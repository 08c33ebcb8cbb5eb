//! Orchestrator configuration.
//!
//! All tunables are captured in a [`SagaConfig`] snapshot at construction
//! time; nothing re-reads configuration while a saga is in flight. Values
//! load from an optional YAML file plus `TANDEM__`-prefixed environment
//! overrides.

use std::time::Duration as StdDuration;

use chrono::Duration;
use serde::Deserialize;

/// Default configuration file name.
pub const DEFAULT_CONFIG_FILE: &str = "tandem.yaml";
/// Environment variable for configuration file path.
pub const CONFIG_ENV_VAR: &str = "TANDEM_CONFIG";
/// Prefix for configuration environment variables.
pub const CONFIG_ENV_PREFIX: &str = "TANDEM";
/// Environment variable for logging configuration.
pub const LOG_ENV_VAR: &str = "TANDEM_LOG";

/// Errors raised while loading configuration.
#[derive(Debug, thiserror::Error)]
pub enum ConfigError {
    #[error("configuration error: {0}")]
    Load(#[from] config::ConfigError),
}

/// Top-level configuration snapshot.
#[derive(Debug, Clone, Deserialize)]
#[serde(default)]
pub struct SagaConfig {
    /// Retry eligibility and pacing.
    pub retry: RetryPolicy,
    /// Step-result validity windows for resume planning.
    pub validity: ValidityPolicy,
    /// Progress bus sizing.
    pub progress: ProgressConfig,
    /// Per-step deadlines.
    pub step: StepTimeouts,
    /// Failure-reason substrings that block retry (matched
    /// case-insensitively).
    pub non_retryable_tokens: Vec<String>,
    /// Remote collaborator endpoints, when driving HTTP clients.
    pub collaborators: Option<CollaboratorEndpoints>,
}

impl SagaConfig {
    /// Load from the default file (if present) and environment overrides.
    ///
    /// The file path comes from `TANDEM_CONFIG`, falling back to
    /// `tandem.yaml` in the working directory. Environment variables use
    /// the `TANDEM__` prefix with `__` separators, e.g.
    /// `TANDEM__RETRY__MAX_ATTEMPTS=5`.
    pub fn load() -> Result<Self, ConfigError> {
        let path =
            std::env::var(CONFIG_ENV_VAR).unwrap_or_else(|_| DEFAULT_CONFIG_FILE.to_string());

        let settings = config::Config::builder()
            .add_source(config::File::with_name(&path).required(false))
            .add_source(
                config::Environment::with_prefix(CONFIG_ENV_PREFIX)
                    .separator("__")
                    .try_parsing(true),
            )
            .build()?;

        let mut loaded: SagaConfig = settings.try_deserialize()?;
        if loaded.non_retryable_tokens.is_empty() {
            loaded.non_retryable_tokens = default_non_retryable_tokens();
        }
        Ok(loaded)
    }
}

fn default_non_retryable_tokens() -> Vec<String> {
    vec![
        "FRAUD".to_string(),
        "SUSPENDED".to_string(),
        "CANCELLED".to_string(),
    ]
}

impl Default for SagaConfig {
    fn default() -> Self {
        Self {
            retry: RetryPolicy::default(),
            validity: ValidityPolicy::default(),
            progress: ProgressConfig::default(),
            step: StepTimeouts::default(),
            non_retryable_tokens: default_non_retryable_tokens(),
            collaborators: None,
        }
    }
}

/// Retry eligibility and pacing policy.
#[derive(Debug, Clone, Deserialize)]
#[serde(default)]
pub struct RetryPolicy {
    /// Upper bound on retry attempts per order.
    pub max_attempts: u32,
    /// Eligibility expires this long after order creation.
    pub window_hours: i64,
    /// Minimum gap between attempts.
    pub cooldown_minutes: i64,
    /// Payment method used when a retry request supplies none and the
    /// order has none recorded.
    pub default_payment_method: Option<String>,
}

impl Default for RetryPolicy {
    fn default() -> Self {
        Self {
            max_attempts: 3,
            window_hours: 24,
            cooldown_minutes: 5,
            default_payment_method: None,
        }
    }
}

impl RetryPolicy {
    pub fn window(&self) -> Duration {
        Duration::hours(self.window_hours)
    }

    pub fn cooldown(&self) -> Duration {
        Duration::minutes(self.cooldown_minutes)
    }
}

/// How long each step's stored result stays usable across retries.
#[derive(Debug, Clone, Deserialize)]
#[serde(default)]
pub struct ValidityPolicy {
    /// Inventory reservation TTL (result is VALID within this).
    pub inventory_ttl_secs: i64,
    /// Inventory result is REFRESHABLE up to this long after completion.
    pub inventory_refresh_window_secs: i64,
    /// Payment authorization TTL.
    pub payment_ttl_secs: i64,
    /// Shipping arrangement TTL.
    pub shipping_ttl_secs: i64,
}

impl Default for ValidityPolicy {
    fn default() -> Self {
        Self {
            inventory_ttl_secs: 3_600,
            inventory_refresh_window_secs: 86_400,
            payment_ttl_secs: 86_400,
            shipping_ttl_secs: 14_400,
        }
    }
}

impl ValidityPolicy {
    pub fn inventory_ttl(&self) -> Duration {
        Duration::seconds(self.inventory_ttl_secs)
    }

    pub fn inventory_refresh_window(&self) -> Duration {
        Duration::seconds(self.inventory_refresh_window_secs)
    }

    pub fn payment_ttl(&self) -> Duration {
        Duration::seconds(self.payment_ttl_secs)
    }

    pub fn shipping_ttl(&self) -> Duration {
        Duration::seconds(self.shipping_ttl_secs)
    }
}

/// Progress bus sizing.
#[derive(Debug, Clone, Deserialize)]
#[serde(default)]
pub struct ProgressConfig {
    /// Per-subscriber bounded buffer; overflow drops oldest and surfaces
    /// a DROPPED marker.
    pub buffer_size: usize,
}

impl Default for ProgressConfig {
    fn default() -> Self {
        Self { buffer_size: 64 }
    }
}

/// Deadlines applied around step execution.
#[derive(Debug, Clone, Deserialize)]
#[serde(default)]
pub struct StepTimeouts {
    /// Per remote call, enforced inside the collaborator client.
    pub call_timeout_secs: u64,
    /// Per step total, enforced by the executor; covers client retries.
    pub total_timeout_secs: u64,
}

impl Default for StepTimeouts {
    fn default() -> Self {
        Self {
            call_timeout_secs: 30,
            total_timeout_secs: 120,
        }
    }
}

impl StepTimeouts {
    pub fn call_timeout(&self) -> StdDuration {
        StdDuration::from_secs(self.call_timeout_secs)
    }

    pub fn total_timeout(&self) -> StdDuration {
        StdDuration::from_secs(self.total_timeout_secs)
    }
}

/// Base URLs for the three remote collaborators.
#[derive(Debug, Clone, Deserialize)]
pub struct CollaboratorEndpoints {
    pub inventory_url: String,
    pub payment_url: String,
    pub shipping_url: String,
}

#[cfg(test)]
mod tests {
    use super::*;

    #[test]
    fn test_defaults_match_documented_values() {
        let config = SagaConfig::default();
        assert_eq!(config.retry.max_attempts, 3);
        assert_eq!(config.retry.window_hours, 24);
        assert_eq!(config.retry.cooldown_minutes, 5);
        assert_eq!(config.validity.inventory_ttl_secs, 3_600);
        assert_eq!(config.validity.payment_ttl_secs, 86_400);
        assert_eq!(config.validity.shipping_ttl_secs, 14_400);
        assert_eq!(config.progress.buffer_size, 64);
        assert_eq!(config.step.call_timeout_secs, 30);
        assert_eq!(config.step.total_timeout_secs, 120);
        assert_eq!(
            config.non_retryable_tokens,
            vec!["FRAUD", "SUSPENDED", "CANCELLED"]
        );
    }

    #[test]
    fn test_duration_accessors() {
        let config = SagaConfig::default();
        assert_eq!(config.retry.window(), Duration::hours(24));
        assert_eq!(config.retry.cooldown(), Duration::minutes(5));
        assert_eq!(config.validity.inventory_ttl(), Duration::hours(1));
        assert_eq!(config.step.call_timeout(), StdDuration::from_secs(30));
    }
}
┄┄┄┄┄┄┄┄┄┄
● **Problem to work on**: Among the records above, extract exactly the lines from the line with "Duration::seconds(self.shipping_ttl_secs)" to the line with "impl Default for ProgressConfig", both lines included, and leave out the rest.

● **Answer to this exercise**:
        Duration::seconds(self.shipping_ttl_secs)
    }
}

/// Progress bus sizing.
#[derive(Debug, Clone, Deserialize)]
#[serde(default)]
pub struct ProgressConfig {
    /// Per-subscriber bounded buffer; overflow drops oldest and surfaces
    /// a DROPPED marker.
    pub buffer_size: usize,
}

impl Default for ProgressConfig {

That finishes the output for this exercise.